Prostaglandins (PGE1 and PGE2) induced a hyperplastic microfollicular goiter with a high radioiodine (131I) thyroid uptake, increased endocytosis, a heavy autoradiographic (125I) reaction, and a moderate increase of thyroid hormones (T4, T3), thyroxine-binding globulin (TGB), and thyrotropin (TSH) concentrations in adult rats. Ultrastructurally, both prostaglandins (E1 and E2) markedly stimulated the thyroid cell activity and increased the number of pseudopodia, the size of colloid and dense granule populations, and the number of polysomes. Conversely, a hypofunction of thyroid glands with low radioiodine (131I) thyroid uptake, a decreased autoradiographic (125I) reaction, and a moderate decrease in T4, T3, TGB, and TSH concentrations were observed following prostaglandin F 2alpha. Ultrastructurally, a decrease in size of the colloid and dense granule population and the number of degenerative mitochondria occurred infollicular cells. An intense hyperplasia of parafollicular (C) cells, with abundant population of characteristic dense granules, could be seen in PGF 2alpha-treated rats. A marked decrease of radioiodine (131I) uptake, endocytosis, and autoradiographic (125I) reaction and a sharp decline in T4, T3, and TBG were observed in hypophysectomized and chronically prostaglandin-treated rats.

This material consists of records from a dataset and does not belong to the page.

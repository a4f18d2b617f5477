//! Error types for the authentication core.
//!
//! Two families: `AuthError` is the credential-rejection taxonomy that every
//! authentication or session operation surfaces, and `LedgerError` wraps
//! faults from the revocation store. All rejection kinds collapse into one
//! generic client-facing message; the variants exist for logging and tests,
//! not for differentiated responses (no oracle about which check failed).

use std::error::Error as StdError;
use std::fmt;

use uuid::Uuid;

/// Revocation-ledger store errors
#[derive(Debug)]
pub enum LedgerError {
    QueryExecution(String),
    ConnectionPool(String),
    Unexpected(String),
}

impl fmt::Display for LedgerError {
    fn fmt(&self, f: &mut fmt::Formatter<'_>) -> fmt::Result {
        match self {
            LedgerError::QueryExecution(msg) => write!(f, "Ledger query error: {}", msg),
            LedgerError::ConnectionPool(msg) => write!(f, "Ledger connection error: {}", msg),
            LedgerError::Unexpected(msg) => write!(f, "Ledger error: {}", msg),
        }
    }
}

impl StdError for LedgerError {}

impl From<sqlx::Error> for LedgerError {
    fn from(err: sqlx::Error) -> Self {
        let error_msg = err.to_string();

        if error_msg.contains("pool") || error_msg.contains("connect") {
            LedgerError::ConnectionPool(error_msg)
        } else {
            LedgerError::QueryExecution(error_msg)
        }
    }
}

/// Authentication and session-operation errors
///
/// The first five variants are the rejection taxonomy; `InvalidCredentials`
/// is the password-path rejection; `Internal` covers issuance-side faults
/// (serialization, ledger writes) that are not credential rejections.
#[derive(Debug)]
pub enum AuthError {
    /// The bearer string matches neither token codec. Treated as an absent
    /// credential rather than a hard failure.
    Malformed,
    /// Recognized token shape, failed signature or decryption check.
    Unverifiable,
    /// Structurally valid token past its expiry.
    Expired,
    /// Cryptographically valid refresh token absent from the ledger.
    Revoked,
    /// Verified token whose subject no longer exists in the directory.
    SubjectNotFound(Uuid),
    /// Identifier/secret pair rejected by the credential verifier.
    InvalidCredentials,
    Internal(String),
}

impl AuthError {
    /// Whether this is a credential rejection (as opposed to an internal
    /// fault the caller should map to a server error).
    pub fn is_rejection(&self) -> bool {
        !matches!(self, AuthError::Internal(_))
    }

    /// The single client-facing message shared by every rejection kind.
    pub fn public_message(&self) -> &'static str {
        match self {
            AuthError::Internal(_) => "internal error",
            _ => "authentication required or invalid",
        }
    }
}

impl fmt::Display for AuthError {
    fn fmt(&self, f: &mut fmt::Formatter<'_>) -> fmt::Result {
        match self {
            AuthError::Malformed => write!(f, "Credential matches no known token format"),
            AuthError::Unverifiable => write!(f, "Token failed cryptographic verification"),
            AuthError::Expired => write!(f, "Token has expired"),
            AuthError::Revoked => write!(f, "Refresh token is no longer tracked"),
            AuthError::SubjectNotFound(id) => {
                write!(f, "Token subject {} not found in directory", id)
            }
            AuthError::InvalidCredentials => write!(f, "Invalid credentials"),
            AuthError::Internal(msg) => write!(f, "Internal error: {}", msg),
        }
    }
}

impl StdError for AuthError {}

impl From<LedgerError> for AuthError {
    fn from(err: LedgerError) -> Self {
        AuthError::Internal(err.to_string())
    }
}

#[cfg(test)]
mod tests {
    use super::*;

    #[test]
    fn rejections_share_one_public_message() {
        let rejections = [
            AuthError::Malformed,
            AuthError::Unverifiable,
            AuthError::Expired,
            AuthError::Revoked,
            AuthError::SubjectNotFound(Uuid::new_v4()),
            AuthError::InvalidCredentials,
        ];

        for err in &rejections {
            assert!(err.is_rejection());
            assert_eq!(err.public_message(), "authentication required or invalid");
        }
    }

    #[test]
    fn internal_is_not_a_rejection() {
        let err = AuthError::Internal("boom".to_string());
        assert!(!err.is_rejection());
        assert_ne!(err.public_message(), "authentication required or invalid");
    }

    #[test]
    fn ledger_error_classifies_connection_failures() {
        let err = LedgerError::from(sqlx::Error::PoolTimedOut);
        assert!(matches!(err, LedgerError::ConnectionPool(_)));
    }
}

Light and electron microscopy revealed signs of an advanced thyroid hypofunction with flat cuboidal cells, reduced microvilli, scarce endoplasmic reticulum, and few dense droplets. The present findings demonstrate that the chronic administration of prostaglandins exerts significant effects of thyroid gland and goiter formation (goitrogenesis), radioiodine metabolism, and hormone synthesis, and that these effects are mediated by TSH secretion.